The engine was mated to a CVT transmission, the same proven type that powers your home washing machine. You’ll hardly notice the difference between a CVT and a standard automatic. Allegedly these gearboxes deliver slightly better fuel mileage. Even repeatedly using a Belkin Accelerometer to sift out a difference showed none was discernible.
Turning to handling, the CT 200H is near best in class. Going around corners is no problem, its all-season tires gripping well under most conditions. The suspension, of course, has lots to do with this, and the car’s engineering team did a superb job of ironing out the “kinks.” They didn’t sacrifice ride, either, as this vehicle almost equals luxury car levels. You’ll never complain.

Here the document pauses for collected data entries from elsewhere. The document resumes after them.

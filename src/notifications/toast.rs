// src/notifications/toast.rs

use std::fmt;
use std::time::Duration;

use chrono::{DateTime, Utc};
use serde::Serialize;
use uuid::Uuid;

use super::severity::Severity;

pub const BASE_CLASS: &str = "notification-toast";
pub const DISMISS_LABEL: &str = "\u{00D7}";

#[derive(Debug, Clone, Copy, PartialEq, Eq, Hash, Serialize)]
pub struct NotificationId(Uuid);

impl NotificationId {
    pub fn new() -> Self {
        Self(Uuid::new_v4())
    }
}

impl Default for NotificationId {
    fn default() -> Self {
        Self::new()
    }
}

impl fmt::Display for NotificationId {
    fn fmt(&self, f: &mut fmt::Formatter<'_>) -> fmt::Result {
        write!(f, "{}", self.0)
    }
}

/// One transient on-screen message.
#[derive(Debug, Clone, PartialEq, Serialize)]
pub struct Notification {
    pub id: NotificationId,
    pub message: String,
    pub severity: Severity,
    pub created_at: DateTime<Utc>,
    pub ttl: Duration,
}

impl Notification {
    pub fn new(message: impl Into<String>, severity: Severity, ttl: Duration) -> Self {
        Self {
            id: NotificationId::new(),
            message: message.into(),
            severity,
            created_at: Utc::now(),
            ttl,
        }
    }

    /// Full class attribute: `notification-toast notification-{severity}`.
    pub fn class_name(&self) -> String {
        format!("{} {}", BASE_CLASS, self.severity.class_name())
    }
}
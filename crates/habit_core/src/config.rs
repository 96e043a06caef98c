//! TOML-based core configuration.
//!
//! # Responsibility
//! - Describe database, logging and check-in settings in one typed struct.
//! - Supply defaults for every field so an empty file is a valid config.
//!
//! # Invariants
//! - `checkin.max_attempts >= 2`: a conflicting check-in is retried at least
//!   once before the conflict is surfaced.
//! - `logging.level` is one of `trace|debug|info|warn|error`.

use serde::{Deserialize, Serialize};
use std::path::{Path, PathBuf};
use std::time::Duration;
use thiserror::Error;

const MIN_CHECKIN_ATTEMPTS: u32 = 2;

#[derive(Debug, Error)]
pub enum ConfigError {
    #[error("failed to read config `{path}`: {source}")]
    Read {
        path: PathBuf,
        #[source]
        source: std::io::Error,
    },
    #[error("failed to parse config: {0}")]
    Parse(#[from] toml::de::Error),
    #[error("invalid config value for `{field}`: {message}")]
    Invalid {
        field: &'static str,
        message: String,
    },
}

/// Database location and lock-wait settings.
#[derive(Debug, Clone, PartialEq, Eq, Serialize, Deserialize)]
pub struct DatabaseConfig {
    #[serde(default = "default_db_path")]
    pub path: PathBuf,
    /// Upper bound for waiting on a competing writer, in milliseconds.
    #[serde(default = "default_busy_timeout_ms")]
    pub busy_timeout_ms: u64,
}

impl DatabaseConfig {
    pub fn busy_timeout(&self) -> Duration {
        Duration::from_millis(self.busy_timeout_ms)
    }
}

impl Default for DatabaseConfig {
    fn default() -> Self {
        Self {
            path: default_db_path(),
            busy_timeout_ms: default_busy_timeout_ms(),
        }
    }
}

/// Rolling file log settings.
#[derive(Debug, Clone, PartialEq, Eq, Serialize, Deserialize)]
pub struct LoggingConfig {
    #[serde(default = "default_log_level_string")]
    pub level: String,
    /// Absolute directory for rolling log files. Logging stays off when unset.
    #[serde(default)]
    pub dir: Option<PathBuf>,
}

impl Default for LoggingConfig {
    fn default() -> Self {
        Self {
            level: default_log_level_string(),
            dir: None,
        }
    }
}

/// Check-in orchestration settings.
#[derive(Debug, Clone, PartialEq, Eq, Serialize, Deserialize)]
pub struct CheckInConfig {
    /// Total attempts for one check-in when the store reports a write conflict.
    #[serde(default = "default_max_attempts")]
    pub max_attempts: u32,
}

impl Default for CheckInConfig {
    fn default() -> Self {
        Self {
            max_attempts: default_max_attempts(),
        }
    }
}

/// Core configuration.
///
/// Every section is optional in TOML:
///
/// ```toml
/// [database]
/// path = "/var/lib/habits/habits.sqlite3"
/// busy_timeout_ms = 5000
///
/// [logging]
/// level = "info"
/// dir = "/var/log/habits"
///
/// [checkin]
/// max_attempts = 3
/// ```
#[derive(Debug, Clone, Default, PartialEq, Eq, Serialize, Deserialize)]
pub struct CoreConfig {
    #[serde(default)]
    pub database: DatabaseConfig,
    #[serde(default)]
    pub logging: LoggingConfig,
    #[serde(default)]
    pub checkin: CheckInConfig,
}

impl CoreConfig {
    /// Reads and validates a TOML config file.
    pub fn load(path: impl AsRef<Path>) -> Result<Self, ConfigError> {
        let path = path.as_ref();
        let text = std::fs::read_to_string(path).map_err(|source| ConfigError::Read {
            path: path.to_path_buf(),
            source,
        })?;
        Self::from_toml_str(&text)
    }

    /// Parses and validates TOML text.
    pub fn from_toml_str(text: &str) -> Result<Self, ConfigError> {
        let config: Self = toml::from_str(text)?;
        config.validate()?;
        Ok(config)
    }

    pub fn validate(&self) -> Result<(), ConfigError> {
        if self.checkin.max_attempts < MIN_CHECKIN_ATTEMPTS {
            return Err(ConfigError::Invalid {
                field: "checkin.max_attempts",
                message: format!(
                    "must be at least {MIN_CHECKIN_ATTEMPTS}, got {}",
                    self.checkin.max_attempts
                ),
            });
        }

        if let Err(message) = crate::logging::normalize_level(&self.logging.level) {
            return Err(ConfigError::Invalid {
                field: "logging.level",
                message,
            });
        }

        if self.database.path.as_os_str().is_empty() {
            return Err(ConfigError::Invalid {
                field: "database.path",
                message: "cannot be empty".to_string(),
            });
        }

        Ok(())
    }
}

fn default_db_path() -> PathBuf {
    PathBuf::from("habits.sqlite3")
}

fn default_busy_timeout_ms() -> u64 {
    5_000
}

fn default_log_level_string() -> String {
    crate::logging::default_log_level().to_string()
}

fn default_max_attempts() -> u32 {
    3
}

Note there are many, many options with which you can outfit this vehicle. For $900 you can purchase a factory GPS (buy a Garmin instead), rain-sensing wipers, heated front seats and more. For $3,490 you can have a back-up camera, Voice Command (remember, you must “train” this unit), a 10-speaker audio system, automatic parking assist ($500; avoid this till the technology is proven) and much more.
The CT 200H is guaranteed for four years or 50,000 miles under the warranty. There are five years and 50,000 miles on the powertrain and eight years on the vehicle’s hybrid components. You’ll undoubtably be offered an extended guarantee; study it carefully for exclusions, loopholes and deductibles before making a decision. Leasing this vehicle might, just might, make sense. Think carefully, as leasing is almost always more expensive in the long run.
Overall, this is a fine — though funny-looking — automobile. There’s no way you’ll ever save enough gas to make up for the high initial purchase price — just do the math. You must have other motives with high social significance to justify its purchase. Be sure and take a long test drive before writing your first check.